*Task:*
Go line by line through the entries below and copy those containing the string "written".

[Records drawn from a dataset]
===
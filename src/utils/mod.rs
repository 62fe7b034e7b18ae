//! Utility functions for the crop pipeline.
//!
//! This module provides image loading and saving helpers and logging setup.

pub mod image;

pub use self::image::{crop_region, flatten_for_jpeg, load_image, save_jpeg};

/// Initializes the tracing subscriber for logging.
///
/// This function sets up the tracing subscriber with environment filter and formatting layer.
/// It's typically called at the start of an application to enable logging.
pub fn init_tracing() {
    use tracing_subscriber::{layer::SubscriberExt, util::SubscriberInitExt};

    tracing_subscriber::registry()
        .with(tracing_subscriber::EnvFilter::from_default_env())
        .with(tracing_subscriber::fmt::layer())
        .init();
}
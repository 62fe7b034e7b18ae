//! Image transforms applied before and after cropping.
//!
//! Transforms are pure `DynamicImage -> DynamicImage` functions. They are
//! described in configuration by [`TransformConfig`], built into trait objects
//! by [`TransformFactory`], and applied in list order by [`TransformChain`].

use image::DynamicImage;
use serde::{Deserialize, Serialize};
use std::fmt::Debug;

use crate::core::ConfigError;

/// Trait for pure image-to-image transforms.
pub trait ImageTransform: Debug + Send + Sync {
    /// Produce the transformed image.
    fn apply(&self, image: DynamicImage) -> DynamicImage;

    /// Get the transform name for logging
    fn name(&self) -> &str;
}

/// Configuration for a single transform.
#[derive(Debug, Clone, PartialEq, Eq, Serialize, Deserialize)]
#[serde(tag = "type")]
pub enum TransformConfig {
    /// Convert to single-channel greyscale
    Greyscale,

    /// Rotate counter-clockwise by a multiple of 90 degrees
    Rotate {
        /// Rotation angle in degrees: 0, 90, 180 or 270
        degrees: u32,
    },
}

/// Converts images to 8-bit greyscale.
#[derive(Debug, Default)]
pub struct GreyscaleTransform;

impl ImageTransform for GreyscaleTransform {
    fn apply(&self, image: DynamicImage) -> DynamicImage {
        image.grayscale()
    }

    fn name(&self) -> &str {
        "Greyscale"
    }
}

/// A rotation by a right angle.
#[derive(Debug, Clone, Copy, PartialEq, Eq)]
pub enum Rotation {
    None,
    Quarter,
    Half,
    ThreeQuarter,
}

impl Rotation {
    /// Maps an angle in degrees onto a right-angle rotation.
    ///
    /// # Errors
    ///
    /// Returns a `ConfigError` for angles other than 0, 90, 180 and 270.
    pub fn from_degrees(degrees: u32) -> Result<Self, ConfigError> {
        match degrees {
            0 => Ok(Self::None),
            90 => Ok(Self::Quarter),
            180 => Ok(Self::Half),
            270 => Ok(Self::ThreeQuarter),
            other => Err(ConfigError::InvalidConfig {
                message: format!("rotation must be 0, 90, 180 or 270 degrees, got {other}"),
            }),
        }
    }

    pub fn degrees(&self) -> u32 {
        match self {
            Self::None => 0,
            Self::Quarter => 90,
            Self::Half => 180,
            Self::ThreeQuarter => 270,
        }
    }
}

/// Rotates images counter-clockwise by a right angle.
#[derive(Debug)]
pub struct RotateTransform {
    rotation: Rotation,
    name: String,
}

impl RotateTransform {
    pub fn new(rotation: Rotation) -> Self {
        Self {
            rotation,
            name: format!("Rotate{}", rotation.degrees()),
        }
    }

    pub fn rotation(&self) -> Rotation {
        self.rotation
    }
}

impl ImageTransform for RotateTransform {
    fn apply(&self, image: DynamicImage) -> DynamicImage {
        // imageops rotates clockwise
        match self.rotation {
            Rotation::None => image,
            Rotation::Quarter => image.rotate270(),
            Rotation::Half => image.rotate180(),
            Rotation::ThreeQuarter => image.rotate90(),
        }
    }

    fn name(&self) -> &str {
        &self.name
    }
}

/// Factory for creating transforms from configuration.
pub struct TransformFactory;

impl TransformFactory {
    /// Create the transform described by `config`.
    pub fn create(config: &TransformConfig) -> Result<Box<dyn ImageTransform>, ConfigError> {
        match config {
            TransformConfig::Greyscale => Ok(Box::new(GreyscaleTransform)),
            TransformConfig::Rotate { degrees } => Ok(Box::new(RotateTransform::new(
                Rotation::from_degrees(*degrees)?,
            ))),
        }
    }
}

/// An ordered list of transforms applied one after another.
///
/// An empty chain is the identity.
#[derive(Debug, Default)]
pub struct TransformChain {
    transforms: Vec<Box<dyn ImageTransform>>,
}

impl TransformChain {
    pub fn new() -> Self {
        Self::default()
    }

    /// Build a chain from configuration, preserving order.
    pub fn from_configs(configs: &[TransformConfig]) -> Result<Self, ConfigError> {
        let transforms = configs
            .iter()
            .map(TransformFactory::create)
            .collect::<Result<Vec<_>, _>>()?;
        Ok(Self { transforms })
    }

    /// Apply every transform in order.
    pub fn apply(&self, image: DynamicImage) -> DynamicImage {
        self.transforms
            .iter()
            .fold(image, |image, transform| transform.apply(image))
    }

    pub fn len(&self) -> usize {
        self.transforms.len()
    }

    pub fn is_empty(&self) -> bool {
        self.transforms.is_empty()
    }

    pub fn names(&self) -> Vec<&str> {
        self.transforms.iter().map(|t| t.name()).collect()
    }
}
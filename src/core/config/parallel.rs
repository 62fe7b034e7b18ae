//! Parallel processing configuration.

use serde::{Deserialize, Serialize};

use super::errors::{ConfigError, ConfigValidator};
use crate::core::constants::DEFAULT_PARALLEL_THRESHOLD;

/// Configuration for how images are spread over the worker pool.
#[derive(Debug, Clone, PartialEq, Eq, Serialize, Deserialize)]
pub struct ParallelPolicy {
    /// Maximum number of worker threads.
    /// If None, the pool is sized to the available hardware parallelism.
    #[serde(default)]
    pub max_threads: Option<usize>,

    /// Number of images processed sequentially (<= this uses sequential).
    /// Default: 1 (a single image runs on the calling thread)
    #[serde(default = "ParallelPolicy::default_image_threshold")]
    pub image_threshold: usize,
}

impl ParallelPolicy {
    /// Create a new ParallelPolicy with default values.
    pub fn new() -> Self {
        Self::default()
    }

    /// Set the maximum number of threads.
    pub fn with_max_threads(mut self, max_threads: Option<usize>) -> Self {
        self.max_threads = max_threads;
        self
    }

    /// Set the image processing threshold.
    pub fn with_image_threshold(mut self, threshold: usize) -> Self {
        self.image_threshold = threshold;
        self
    }

    /// Number of worker threads the pool should be built with.
    pub fn effective_threads(&self) -> usize {
        self.max_threads.unwrap_or_else(|| {
            std::thread::available_parallelism()
                .map(|n| n.get())
                .unwrap_or(1)
        })
    }

    fn default_image_threshold() -> usize {
        DEFAULT_PARALLEL_THRESHOLD
    }
}

impl Default for ParallelPolicy {
    fn default() -> Self {
        Self {
            max_threads: None,
            image_threshold: Self::default_image_threshold(),
        }
    }
}

impl ConfigValidator for ParallelPolicy {
    fn validate(&self) -> Result<(), ConfigError> {
        if let Some(threads) = self.max_threads {
            self.validate_positive("max_threads", threads)?;
        }
        Ok(())
    }
}

#[cfg(test)]
mod tests {
    use super::*;

    #[test]
    fn test_effective_threads_honours_limit() {
        let policy = ParallelPolicy::new().with_max_threads(Some(3));
        assert_eq!(policy.effective_threads(), 3);

        let policy = ParallelPolicy::new();
        assert!(policy.effective_threads() >= 1);
    }

    #[test]
    fn test_zero_threads_rejected() {
        let policy = ParallelPolicy::new().with_max_threads(Some(0));
        assert!(policy.validate().is_err());
        assert!(ParallelPolicy::default().validate().is_ok());
    }

    #[test]
    fn test_deserialize_fills_defaults() {
        let policy: ParallelPolicy = serde_json::from_str("{}").unwrap();
        assert_eq!(policy, ParallelPolicy::default());

        let policy: ParallelPolicy = serde_json::from_str(r#"{"max_threads": 2}"#).unwrap();
        assert_eq!(policy.max_threads, Some(2));
        assert_eq!(policy.image_threshold, DEFAULT_PARALLEL_THRESHOLD);
    }
}
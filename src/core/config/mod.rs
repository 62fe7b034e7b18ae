//! Configuration primitives shared across the pipeline.

pub mod errors;
pub mod parallel;

pub use errors::{ConfigError, ConfigValidator};
pub use parallel::ParallelPolicy;
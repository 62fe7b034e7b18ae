//! Image processing building blocks.
//!
//! * [`geometry`] - Sizes, crop boxes, and the overlap predicate
//! * [`sampler`] - Rejection sampling of non-overlapping crop regions
//! * [`transforms`] - Pre- and post-crop image transforms

pub mod geometry;
pub mod sampler;
pub mod transforms;

pub use geometry::{CanvasSize, CropBox, CropSize, Size};
pub use sampler::{RegionSet, generate_crops};
pub use transforms::{
    GreyscaleTransform, ImageTransform, RotateTransform, Rotation, TransformChain,
    TransformConfig, TransformFactory,
};
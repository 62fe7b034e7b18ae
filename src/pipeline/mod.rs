//! The crop pipeline module.
//!
//! This module turns a [`CropRequest`] into files on disk: every source image
//! is loaded, transformed, sampled for non-overlapping regions, cropped, and
//! its crops transformed again before being written in input order.

pub mod bundle;
mod config;
mod crop_pipeline;
mod output;
mod request;
pub mod stages;

pub use bundle::{CropMetadata, ImageBundle, apply_transforms};
pub use config::PipelineConfig;
pub use crop_pipeline::{CropPipeline, ImageFailure, RunReport};
pub use output::CropWriter;
pub use request::{CropRequest, InputForm, split_paths};
pub use stages::{CroppingConfig, CroppingStageProcessor, StageMetrics, StageResult};
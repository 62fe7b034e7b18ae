//! User input for a crop run.
//!
//! [`InputForm`] holds the three raw values a front end collects: a
//! comma-separated list of image paths and the crop width and height as typed.
//! [`InputForm::parse`] turns them into a [`CropRequest`], the explicit value
//! the pipeline consumes. Nothing else couples a front end to the pipeline.

use std::path::PathBuf;

use crate::core::{CropError, CropResult, PATH_DELIMITER};
use crate::processors::CropSize;

/// What to crop: the source images and the crop size.
#[derive(Debug, Clone, PartialEq, Eq)]
pub struct CropRequest {
    /// Source images, in the order their crops are written.
    pub paths: Vec<PathBuf>,
    /// Width of every crop in pixels.
    pub crop_width: u32,
    /// Height of every crop in pixels.
    pub crop_height: u32,
}

impl CropRequest {
    pub fn new(paths: Vec<PathBuf>, crop_width: u32, crop_height: u32) -> Self {
        Self {
            paths,
            crop_width,
            crop_height,
        }
    }

    pub fn crop_size(&self) -> CropSize {
        CropSize::new(self.crop_width, self.crop_height)
    }

    /// Checks the request before any image is touched.
    ///
    /// # Errors
    ///
    /// Returns `CropError::InvalidInput` if there are no paths or either crop
    /// dimension is zero.
    pub fn validate(&self) -> CropResult<()> {
        if self.paths.is_empty() {
            return Err(CropError::invalid_input("no image paths given"));
        }
        if self.crop_width == 0 || self.crop_height == 0 {
            return Err(CropError::invalid_input(format!(
                "crop dimensions must be positive, got {}",
                self.crop_size()
            )));
        }
        Ok(())
    }
}

/// Raw values captured by a front end.
#[derive(Debug, Clone, Default, PartialEq, Eq)]
pub struct InputForm {
    /// Image paths separated by commas.
    pub paths: String,
    /// Crop width as typed.
    pub crop_width: String,
    /// Crop height as typed.
    pub crop_height: String,
}

impl InputForm {
    pub fn new(
        paths: impl Into<String>,
        crop_width: impl Into<String>,
        crop_height: impl Into<String>,
    ) -> Self {
        Self {
            paths: paths.into(),
            crop_width: crop_width.into(),
            crop_height: crop_height.into(),
        }
    }

    /// Parses the form into a validated [`CropRequest`].
    ///
    /// # Errors
    ///
    /// Returns `CropError::InvalidInput` if a dimension is missing, not an
    /// integer, or zero, or if no path is given.
    ///
    /// # Example
    ///
    /// ```rust
    /// use crop_sampler::pipeline::InputForm;
    ///
    /// let request = InputForm::new("a.jpg, b.png", "64", "48").parse()?;
    /// assert_eq!(request.paths.len(), 2);
    /// assert_eq!(request.crop_width, 64);
    ///
    /// assert!(InputForm::new("a.jpg", "wide", "48").parse().is_err());
    /// # Ok::<(), crop_sampler::core::CropError>(())
    /// ```
    pub fn parse(&self) -> CropResult<CropRequest> {
        let crop_width = parse_dimension("crop width", &self.crop_width)?;
        let crop_height = parse_dimension("crop height", &self.crop_height)?;
        let request = CropRequest::new(split_paths(&self.paths), crop_width, crop_height);
        request.validate()?;
        Ok(request)
    }
}

/// Splits a delimited path list, trimming whitespace and dropping empty entries.
pub fn split_paths(raw: &str) -> Vec<PathBuf> {
    raw.split(PATH_DELIMITER)
        .map(str::trim)
        .filter(|segment| !segment.is_empty())
        .map(PathBuf::from)
        .collect()
}

fn parse_dimension(name: &str, raw: &str) -> CropResult<u32> {
    let trimmed = raw.trim();
    if trimmed.is_empty() {
        return Err(CropError::invalid_input(format!("{name} is required")));
    }

    let value: u32 = trimmed.parse().map_err(|_| {
        CropError::invalid_input(format!(
            "{name} must be a positive integer, got '{trimmed}'"
        ))
    })?;

    if value == 0 {
        return Err(CropError::invalid_input(format!(
            "{name} must be greater than 0"
        )));
    }
    Ok(value)
}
===
*Reply:*
//! its crops transformed again before being written in input order.
    /// Source images, in the order their crops are written.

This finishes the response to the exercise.